Kebutuhan Jagung Belum Terpenuhi, Impor Jagung Di Stop, Berdampak Pada Kenaikan Harga Pakan Ternak Sekitar 20%
Jagung yaitu salah satu komponen utama penyusun pakan ternak terutama untuk komoditi ternak unggas. Kelangkaan jagung sanggup menjadi pemicu utama naiknya harga pakan unggas menyerupai harga pakan ayam petelur dan ayam pedaging atau broiler. Sedangkan untuk pakan jenis ternak ruminansia menyerupai sapi, kambing dan domba tidak terlalu berpengaruh, hanya saja kenaikkan harga jagung pipilan sanggup menaikkan harga tebon jagung yang merupakan hijauan yang sangat terkenal untuk pakan ternak ruminansia baik ternak potong maupun ternak perah. Saat kebutuhan jagung untuk pakan ternak masih belum sanggup terpenuhi semua dari produksi jagung dalam negeri tetapi ternyata pemerintah mendadak menyetop impor jagung, apa dampaknya?
Dikutip dari republika.co.id, Institute for Development of Economics and Finance (Indef) menilai kebijakan pemerintah menghentikan impor jagung cenderung dipaksakan alasannya yaitu berdampak pada meningkatnya impor gandum dan harga pakan.
Direktur Indef Enny Sri Hartati menyampaikan pemerintah belum saatnya mengentikan impor jagung alasannya yaitu kebutuhan jagung di Indonesia belum terpenuhi sehingga harus disubstitusi oleh komoditas lain, yakni gandum.
"Memang terjadi penurunan impor jagung, tapi dipaksakan. Karena ada kebijakan untuk tidak mengimpor jagung ya impornya turun. Tapi begitu jagung ditekan, impor gandum malah meningkat drastis," kata Enny, Senin (10/7).
Enny menjelaskan kebutuhan jagung yang belum terpenuhi tersebut, selain untuk konsumsi, juga berdampak pada peningkatan harga pakan ternak sekitar 20 persen.
Kebijakan menghentikan impor jagung yang dikeluarkan Kementerian Pertanian itu juga dinilai terlalu mendadak sehingga 483.185 ton jagung impor sempat tertahan di pelabuhan.
Selain jagung, Indef mencatat pemerintah masih mengimpor beras sebanyak 94.000 ton selama Januari sampai Mei 2017 berdasarkan data Pemberitahuan Impor Barang Ditjen Bea Cukai.

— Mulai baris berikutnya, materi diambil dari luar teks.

use gtfs_model::{
    Agency, Area, Attribution, BookingRules, Calendar, CalendarDate, FareAttribute,
    FareLegJoinRule, FareLegRule, FareMedia, FareProduct, FareRule, FareTransferRule, FeedInfo,
    Frequency, Level, LocationGroup, LocationGroupStop, Network, Pathway, RiderCategory, Route,
    RouteNetwork, Shape, Stop, StopArea, StopTime, Timeframe, Transfer, Translation, Trip,
};

use crate::geojson::{GeoJsonFeatureCollection, LocationsGeoJson};
use crate::reference_index::ReferenceIndex;
use crate::{CsvTable, GtfsInput, GtfsInputError, GtfsInputReader, NoticeContainer};

pub const AGENCY_FILE: &str = "agency.txt";
pub const STOPS_FILE: &str = "stops.txt";
pub const ROUTES_FILE: &str = "routes.txt";
pub const TRIPS_FILE: &str = "trips.txt";
pub const STOP_TIMES_FILE: &str = "stop_times.txt";
pub const CALENDAR_FILE: &str = "calendar.txt";
pub const CALENDAR_DATES_FILE: &str = "calendar_dates.txt";
pub const FARE_ATTRIBUTES_FILE: &str = "fare_attributes.txt";
pub const FARE_RULES_FILE: &str = "fare_rules.txt";
pub const FARE_MEDIA_FILE: &str = "fare_media.txt";
pub const FARE_PRODUCTS_FILE: &str = "fare_products.txt";
pub const FARE_LEG_RULES_FILE: &str = "fare_leg_rules.txt";
pub const FARE_TRANSFER_RULES_FILE: &str = "fare_transfer_rules.txt";
pub const FARE_LEG_JOIN_RULES_FILE: &str = "fare_leg_join_rules.txt";
pub const AREAS_FILE: &str = "areas.txt";
pub const STOP_AREAS_FILE: &str = "stop_areas.txt";
pub const TIMEFRAMES_FILE: &str = "timeframes.txt";
pub const RIDER_CATEGORIES_FILE: &str = "rider_categories.txt";
pub const SHAPES_FILE: &str = "shapes.txt";
pub const FREQUENCIES_FILE: &str = "frequencies.txt";
pub const TRANSFERS_FILE: &str = "transfers.txt";
pub const LOCATION_GROUPS_FILE: &str = "location_groups.txt";
pub const LOCATION_GROUP_STOPS_FILE: &str = "location_group_stops.txt";
pub const LOCATIONS_GEOJSON_FILE: &str = "locations.geojson";
pub const BOOKING_RULES_FILE: &str = "booking_rules.txt";
pub const NETWORKS_FILE: &str = "networks.txt";
pub const ROUTE_NETWORKS_FILE: &str = "route_networks.txt";
pub const FEED_INFO_FILE: &str = "feed_info.txt";
pub const ATTRIBUTIONS_FILE: &str = "attributions.txt";
pub const LEVELS_FILE: &str = "levels.txt";
pub const PATHWAYS_FILE: &str = "pathways.txt";
pub const TRANSLATIONS_FILE: &str = "translations.txt";

pub const GTFS_FILE_NAMES: &[&str] = &[
    AGENCY_FILE,
    STOPS_FILE,
    ROUTES_FILE,
    TRIPS_FILE,
    STOP_TIMES_FILE,
    CALENDAR_FILE,
    CALENDAR_DATES_FILE,
    FARE_ATTRIBUTES_FILE,
    FARE_RULES_FILE,
    FARE_MEDIA_FILE,
    FARE_PRODUCTS_FILE,
    FARE_LEG_RULES_FILE,
    FARE_TRANSFER_RULES_FILE,
    FARE_LEG_JOIN_RULES_FILE,
    AREAS_FILE,
    STOP_AREAS_FILE,
    TIMEFRAMES_FILE,
    RIDER_CATEGORIES_FILE,
    SHAPES_FILE,
    FREQUENCIES_FILE,
    TRANSFERS_FILE,
    LOCATION_GROUPS_FILE,
    LOCATION_GROUP_STOPS_FILE,
    LOCATIONS_GEOJSON_FILE,
    BOOKING_RULES_FILE,
    NETWORKS_FILE,
    ROUTE_NETWORKS_FILE,
    FEED_INFO_FILE,
    ATTRIBUTIONS_FILE,
    LEVELS_FILE,
    PATHWAYS_FILE,
    TRANSLATIONS_FILE,
];

#[derive(Debug, Clone, Default)]
pub struct GtfsFeed {
    pub agency: CsvTable<Agency>,
    pub stops: CsvTable<Stop>,
    pub routes: CsvTable<Route>,
    pub trips: CsvTable<Trip>,
    pub stop_times: CsvTable<StopTime>,
    pub calendar: Option<CsvTable<Calendar>>,
    pub calendar_dates: Option<CsvTable<CalendarDate>>,
    pub fare_attributes: Option<CsvTable<FareAttribute>>,
    pub fare_rules: Option<CsvTable<FareRule>>,
    pub fare_media: Option<CsvTable<FareMedia>>,
    pub fare_products: Option<CsvTable<FareProduct>>,
    pub fare_leg_rules: Option<CsvTable<FareLegRule>>,
    pub fare_transfer_rules: Option<CsvTable<FareTransferRule>>,
    pub fare_leg_join_rules: Option<CsvTable<FareLegJoinRule>>,
    pub areas: Option<CsvTable<Area>>,
    pub stop_areas: Option<CsvTable<StopArea>>,
    pub timeframes: Option<CsvTable<Timeframe>>,
    pub rider_categories: Option<CsvTable<RiderCategory>>,
    pub shapes: Option<CsvTable<Shape>>,
    pub frequencies: Option<CsvTable<Frequency>>,
    pub transfers: Option<CsvTable<Transfer>>,
    pub location_groups: Option<CsvTable<LocationGroup>>,
    pub location_group_stops: Option<CsvTable<LocationGroupStop>>,
    pub locations: Option<LocationsGeoJson>,
    pub booking_rules: Option<CsvTable<BookingRules>>,
    pub networks: Option<CsvTable<Network>>,
    pub route_networks: Option<CsvTable<RouteNetwork>>,
    pub feed_info: Option<CsvTable<FeedInfo>>,
    pub attributions: Option<CsvTable<Attribution>>,
    pub levels: Option<CsvTable<Level>>,
    pub pathways: Option<CsvTable<Pathway>>,
    pub translations: Option<CsvTable<Translation>>,
    pub index: ReferenceIndex,
}

impl GtfsFeed {
    pub fn from_input(input: &GtfsInput) -> Result<Self, GtfsInputError> {
        let mut notices = NoticeContainer::new();
        Self::from_input_with_notices(input, &mut notices)
    }

    pub fn from_reader(reader: &GtfsInputReader) -> Result<Self, GtfsInputError> {
        let mut notices = NoticeContainer::new();
        Self::from_reader_with_notices(reader, &mut notices)
    }

    pub fn from_input_with_notices(
        input: &GtfsInput,
        notices: &mut NoticeContainer,
    ) -> Result<Self, GtfsInputError> {
        let reader = input.reader();
        Self::from_reader_with_notices(&reader, notices)
    }

    pub fn from_reader_with_notices(
        reader: &GtfsInputReader,
        notices: &mut NoticeContainer,
    ) -> Result<Self, GtfsInputError> {
        let agency = reader
            .read_optional_csv_with_notices(AGENCY_FILE, notices)?
            .unwrap_or_else(|| {
                notices.push_missing_file(AGENCY_FILE);
                CsvTable::default()
            });
        let stops = reader
            .read_optional_csv_with_notices(STOPS_FILE, notices)?
            .unwrap_or_else(|| {
                notices.push_missing_file(STOPS_FILE);
                CsvTable::default()
            });
        let routes = reader
            .read_optional_csv_with_notices(ROUTES_FILE, notices)?
            .unwrap_or_else(|| {
                notices.push_missing_file(ROUTES_FILE);
                CsvTable::default()
            });
        let trips = reader
            .read_optional_csv_with_notices(TRIPS_FILE, notices)?
            .unwrap_or_else(|| {
                notices.push_missing_file(TRIPS_FILE);
                CsvTable::default()
            });
        let stop_times = reader
            .read_optional_csv_with_notices(STOP_TIMES_FILE, notices)?
            .unwrap_or_else(|| {
                notices.push_missing_file(STOP_TIMES_FILE);
                CsvTable::default()
            });

        let calendar = reader.read_optional_csv_with_notices(CALENDAR_FILE, notices)?;
        let calendar_dates = reader.read_optional_csv_with_notices(CALENDAR_DATES_FILE, notices)?;
        let fare_attributes =
            reader.read_optional_csv_with_notices(FARE_ATTRIBUTES_FILE, notices)?;
        let fare_rules = reader.read_optional_csv_with_notices(FARE_RULES_FILE, notices)?;
        let fare_media = reader.read_optional_csv_with_notices(FARE_MEDIA_FILE, notices)?;
        let fare_products = reader.read_optional_csv_with_notices(FARE_PRODUCTS_FILE, notices)?;
        let fare_leg_rules = reader.read_optional_csv_with_notices(FARE_LEG_RULES_FILE, notices)?;
        let fare_transfer_rules =
            reader.read_optional_csv_with_notices(FARE_TRANSFER_RULES_FILE, notices)?;
        let fare_leg_join_rules =
            reader.read_optional_csv_with_notices(FARE_LEG_JOIN_RULES_FILE, notices)?;
        let areas = reader.read_optional_csv_with_notices(AREAS_FILE, notices)?;
        let stop_areas = reader.read_optional_csv_with_notices(STOP_AREAS_FILE, notices)?;
        let timeframes = reader.read_optional_csv_with_notices(TIMEFRAMES_FILE, notices)?;
        let rider_categories =
            reader.read_optional_csv_with_notices(RIDER_CATEGORIES_FILE, notices)?;
        let shapes = reader.read_optional_csv_with_notices(SHAPES_FILE, notices)?;
        let frequencies = reader.read_optional_csv_with_notices(FREQUENCIES_FILE, notices)?;
        let transfers = reader.read_optional_csv_with_notices(TRANSFERS_FILE, notices)?;
        let location_groups =
            reader.read_optional_csv_with_notices(LOCATION_GROUPS_FILE, notices)?;
        let location_group_stops =
            reader.read_optional_csv_with_notices(LOCATION_GROUP_STOPS_FILE, notices)?;
        let locations =
            match reader.read_optional_json::<GeoJsonFeatureCollection>(LOCATIONS_GEOJSON_FILE) {
                Ok(data) => data.map(LocationsGeoJson::from),
                Err(GtfsInputError::Json { file, source }) if file == LOCATIONS_GEOJSON_FILE => {
                    Some(LocationsGeoJson::malformed_json(source.to_string()))
                }
                Err(err) => return Err(err),
            };
        let booking_rules = reader.read_optional_csv_with_notices(BOOKING_RULES_FILE, notices)?;
        let networks = reader.read_optional_csv_with_notices(NETWORKS_FILE, notices)?;
        let route_networks = reader.read_optional_csv_with_notices(ROUTE_NETWORKS_FILE, notices)?;
        let feed_info = reader.read_optional_csv_with_notices(FEED_INFO_FILE, notices)?;
        let attributions = reader.read_optional_csv_with_notices(ATTRIBUTIONS_FILE, notices)?;
        let levels = reader.read_optional_csv_with_notices(LEVELS_FILE, notices)?;
        let pathways = reader.read_optional_csv_with_notices(PATHWAYS_FILE, notices)?;
        let translations = reader.read_optional_csv_with_notices(TRANSLATIONS_FILE, notices)?;

        let mut feed = Self {
            agency,
            stops,
            routes,
            trips,
            stop_times,
            calendar,
            calendar_dates,
            fare_attributes,
            fare_rules,
            fare_media,
            fare_products,
            fare_leg_rules,
            fare_transfer_rules,
            fare_leg_join_rules,
            areas,
            stop_areas,
            timeframes,
            rider_categories,
            shapes,
            frequencies,
            transfers,
            location_groups,
            location_group_stops,
            locations,
            booking_rules,
            networks,
            route_networks,
            feed_info,
            attributions,
            levels,
            pathways,
            translations,
            index: ReferenceIndex::default(),
        };
        feed.index = ReferenceIndex::build(&feed);
        Ok(feed)
    }
}

#[cfg(test)]
mod tests {
    use super::*;
    use std::fs;
    use std::time::{SystemTime, UNIX_EPOCH};

    fn temp_dir(prefix: &str) -> std::path::PathBuf {
        let nanos = SystemTime::now()
            .duration_since(UNIX_EPOCH)
            .expect("time")
            .as_nanos();
        std::env::temp_dir().join(format!("{}_{}_{}", prefix, std::process::id(), nanos))
    }

    fn write_file(dir: &std::path::Path, name: &str, contents: &str) {
        fs::write(dir.join(name), contents).expect("write file");
    }

    #[test]
    fn loads_required_tables_from_directory() {
        let dir = temp_dir("gtfs_feed");
        fs::create_dir_all(&dir).expect("create dir");

        write_file(
            &dir,
            AGENCY_FILE,
            "agency_name,agency_url,agency_timezone\nTest Agency,https://example.com,UTC\n",
        );
        write_file(&dir, STOPS_FILE, "stop_id\nSTOP1\n");
        write_file(&dir, ROUTES_FILE, "route_id,route_type\nR1,3\n");
        write_file(
            &dir,
            TRIPS_FILE,
            "route_id,service_id,trip_id\nR1,SVC1,T1\n",
        );
        write_file(
            &dir,
            STOP_TIMES_FILE,
            "trip_id,stop_id,stop_sequence,arrival_time,departure_time\nT1,STOP1,1,08:00:00,08:00:00\n",
        );

        let input = GtfsInput::from_path(&dir).expect("input");
        let feed = GtfsFeed::from_input(&input).expect("load feed");
        assert_eq!(feed.agency.rows.len(), 1);
        assert_eq!(feed.stops.rows.len(), 1);
        assert_eq!(feed.routes.rows.len(), 1);
        assert_eq!(feed.trips.rows.len(), 1);
        assert_eq!(feed.stop_times.rows.len(), 1);
        assert!(feed.calendar.is_none());

        fs::remove_dir_all(&dir).ok();
    }

    #[test]
    fn captures_malformed_geojson_as_notice() {
        let dir = temp_dir("gtfs_geojson");
        fs::create_dir_all(&dir).expect("create dir");

        write_file(
            &dir,
            AGENCY_FILE,
            "agency_name,agency_url,agency_timezone\nTest Agency,https://example.com,UTC\n",
        );
        write_file(&dir, STOPS_FILE, "stop_id\nSTOP1\n");
        write_file(&dir, ROUTES_FILE, "route_id,route_type\nR1,3\n");
        write_file(
            &dir,
            TRIPS_FILE,
            "route_id,service_id,trip_id\nR1,SVC1,T1\n",
        );
        write_file(
            &dir,
            STOP_TIMES_FILE,
            "trip_id,stop_id,stop_sequence,arrival_time,departure_time\nT1,STOP1,1,08:00:00,08:00:00\n",
        );
        write_file(&dir, LOCATIONS_GEOJSON_FILE, "{");

        let input = GtfsInput::from_path(&dir).expect("input");
        let feed = GtfsFeed::from_input(&input).expect("load feed");
        let locations = feed.locations.expect("locations");

        assert_eq!(locations.notices.len(), 1);
        assert_eq!(locations.notices[0].code, "malformed_json");

        fs::remove_dir_all(&dir).ok();
    }
}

Data PIB juga menyampaikan selama 2016, impor beras Indonesia sebesar 1,3 juta ton, padahal pemerintah telah meningkatkan anggaran dan subsidi untuk produktivitas padi atau beras.
Adapun pemerintahan Jokowi-JK menargetkan swasembada sejumlah komoditas pangan strategis, antara lain padi, jagung, kedelai, dan gula sanggup tercapai dalam waktu tiga tahun.
Demi mencapai sasaran tersebut, anggaran kedaulatan pangan melonjak sampai mencapai 53,2 persen dari Rp67,3 triliun pada 2014 menjadi Rp103,1 triliun pada 2017 yang masuk dalam anggaran APBN kegiatan strategis kedaulatan pangan di Kementerian Pertanian, Kementerian Kelautan dan Perikanan, Kementerian PUPR dan Kementerian Sosial.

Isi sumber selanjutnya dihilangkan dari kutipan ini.